Healthy Living

What is the Dengue Triad?

Symptoms combining as a group that are characteristic of dengue fever

What is the Dengue Triad?

Key Takeaways

  • There are three core symptoms that are rarely missing in a dengue infection – fever, pain, and skin rash – and for this simple reason, the patient is considered to be under the influence of the "dengue triad" of symptoms. 
  • In DHF, these symptoms are magnified and the patient becomes completely bedridden. Without immediate emergency medical care, the patient progresses to a comatose condition, and would otherwise bleed to death.

Classified as DENV-1, DENV-2, DENV-3, and DENV-4, there are four types of viruses belonging to one group (Flaviviridae) that are responsible for infecting humans with dengue fever. The route for transmitting the virus from one infected human to another is via the bloodsucking bite of the female Aedes Aegypti mosquito.
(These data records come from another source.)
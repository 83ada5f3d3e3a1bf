//! tagrelay error types.

use thiserror::Error;

use crate::frame::FrameError;
use crate::tag::Tag;
use crate::transport::TransportStatus;

#[derive(Debug, Clone, PartialEq, Eq, Error)]
pub enum Error {
    /// Transport context or worker could not be created.
    #[error("resource error: {0}")]
    Resource(String),
    /// Endpoint or listener creation failed.
    #[error("connection error: {0}")]
    Connection(String),
    /// A data operation completed with a non-success status.
    #[error("transport: {0}")]
    Transport(TransportStatus),
    /// Operation on an endpoint that was closed locally.
    #[error("endpoint closed")]
    EndpointClosed,
    /// The remote worker went away.
    #[error("peer unreachable")]
    PeerUnreachable,
    /// A fatal peer failure on an endpoint without error handling poisoned
    /// the whole worker.
    #[error("worker poisoned: {0}")]
    WorkerPoisoned(String),
    /// The worker was torn down with the operation still outstanding.
    #[error("worker closed")]
    WorkerClosed,
    /// Two clients in one rendezvous batch announced the same tag.
    #[error("tag collision on {0}")]
    TagCollision(Tag),
    /// `wait_timeout` ran out.
    #[error("timed out")]
    Timeout,
    #[error("frame: {0}")]
    Frame(#[from] FrameError),
    /// OS error with errno.
    #[error("OS error: errno {0}")]
    Os(i32),
}

/// Coarse classification of `Error`, for callers that only need to branch.
#[derive(Debug, Clone, Copy, PartialEq, Eq)]
pub enum ErrorKind {
    Setup,
    Connection,
    Closed,
    Poisoned,
    Timeout,
    Protocol,
    Os,
}

impl Error {
    pub fn kind(&self) -> ErrorKind {
        match self {
            Self::Resource(_) => ErrorKind::Setup,
            Self::Connection(_) | Self::PeerUnreachable => ErrorKind::Connection,
            Self::Transport(TransportStatus::PeerUnreachable) => ErrorKind::Connection,
            Self::Transport(_) => ErrorKind::Protocol,
            Self::EndpointClosed | Self::WorkerClosed => ErrorKind::Closed,
            Self::WorkerPoisoned(_) => ErrorKind::Poisoned,
            Self::Timeout => ErrorKind::Timeout,
            Self::TagCollision(_) | Self::Frame(_) => ErrorKind::Protocol,
            Self::Os(_) => ErrorKind::Os,
        }
    }

    /// Errno of the last failed libc call.
    pub fn last_os_error() -> Self {
        Self::Os(std::io::Error::last_os_error().raw_os_error().unwrap_or(0))
    }
}

impl From<TransportStatus> for Error {
    fn from(s: TransportStatus) -> Self {
        match s {
            TransportStatus::PeerUnreachable => Error::PeerUnreachable,
            other => Error::Transport(other),
        }
    }
}

pub type Result<T> = std::result::Result<T, Error>;

#[cfg(test)]
mod tests {
    use super::*;

    #[test]
    fn test_kind_classification() {
        assert_eq!(Error::EndpointClosed.kind(), ErrorKind::Closed);
        assert_eq!(Error::WorkerClosed.kind(), ErrorKind::Closed);
        assert_eq!(Error::Timeout.kind(), ErrorKind::Timeout);
        assert_eq!(Error::WorkerPoisoned("x".into()).kind(), ErrorKind::Poisoned);
        assert_eq!(Error::TagCollision(Tag(1)).kind(), ErrorKind::Protocol);
        assert_eq!(Error::Os(11).kind(), ErrorKind::Os);
    }

    #[test]
    fn test_from_transport_status() {
        assert_eq!(Error::from(TransportStatus::PeerUnreachable), Error::PeerUnreachable);
        let t = TransportStatus::Truncated { capacity: 4, received: 8 };
        assert_eq!(Error::from(t), Error::Transport(t));
    }

    #[test]
    fn test_frame_error_converts() {
        let e: Error = FrameError::BadFrameSize { len: 3 }.into();
        assert!(matches!(e, Error::Frame(_)));
        assert!(e.to_string().contains("3 bytes"));
    }
}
There are three core symptoms that are rarely missing in a dengue infection – fever, pain, and skin rash – and for this simple reason, the patient is considered to be under the influence of the 'dengue triad' of symptoms.  

The "Dengue Triad"

1. The Fever of a Typical Dengue Infection

It takes three elements to spread dengue – the infected human that is bitten by Aedes, the Aedes mosquito (blood sucking female) that acts as the carrier for the virus, and the healthy human that receives the virus via the mosquito bite. The virus takes around five days to incubate in the body. By the fifth or sixth day, the circulatory system would be filled to capacity with a large number of viruses.

The dengue triad of symptoms begins to appear from the sixth day onwards. By the time fever strikes, it can be assumed that the virus has incubated and spread in the body for a minimum of five days.

The fever (39°C/102°F) usually takes its toll over six to seven days, bringing the total infection period to two weeks. Occasionally, the fever subsides by the third day, and the patient is free to resume a normal life. The danger is the pea of the second fever that may follow in extreme scenarios. Reaching that peak is generally very bad news and a portent of the more dangerous Dengue Hemorrhagic Fever.

  • The Dengue Hemorrhagic Fever (DHF)

Dengue that remains untreated, or which happens to be mistakenly diagnosed and wrongly treated as some other fever, can assume a more virulent form. In DHF, raging fever (40°C/104°F) continues as the body gets wracked by pain and intense bleeding. Without speedy emergency medical assistance, the mortality rate among such patients will be high.

2. The Pain of a Typical Dengue Infection

Pain is an overwhelming sensation in dengue fever. It affects almost every part of the body, making even the slightest movement excruciating and labored. It is for this reason that dengue is also referred to as “breakbone fever.”

  • The head and eyes

The headaches are a constant companion in dengue fever, and a dull aching sensation pressures the eyeballs from behind.

  • The joints, muscles, and bones

An almost arthritic pain envelops the joints making movements painful. Muscles stiffen and get cramped, and bones become agonizingly tender even on minor impact.   

  • The abdomen

This pain is the most dangerous of them all as it may signal major problems in the gastrointestinal tract, maybe even loss of blood, which is lost via vomiting.

3. The Skin Rash

In the majority of dengue patients, rashes begin to break out on the skin within days of onset of characteristic symptoms. By the fifth or sixth day of infection, the rashes become measles-like. They appear in the lower limbs and on the chest forming large swathes of red with grayish white centers. Simultaneously, small spots or petechiae appear, which represent tiny bursting capillaries that hemorrhage into surrounding tissues. As this happens just under the outer skin they become visible as blood red spots.

In DHF, the outer mucosal linings of the nasal passages and mouth including the gums start bleeding as blood vessels swell and leak their contents.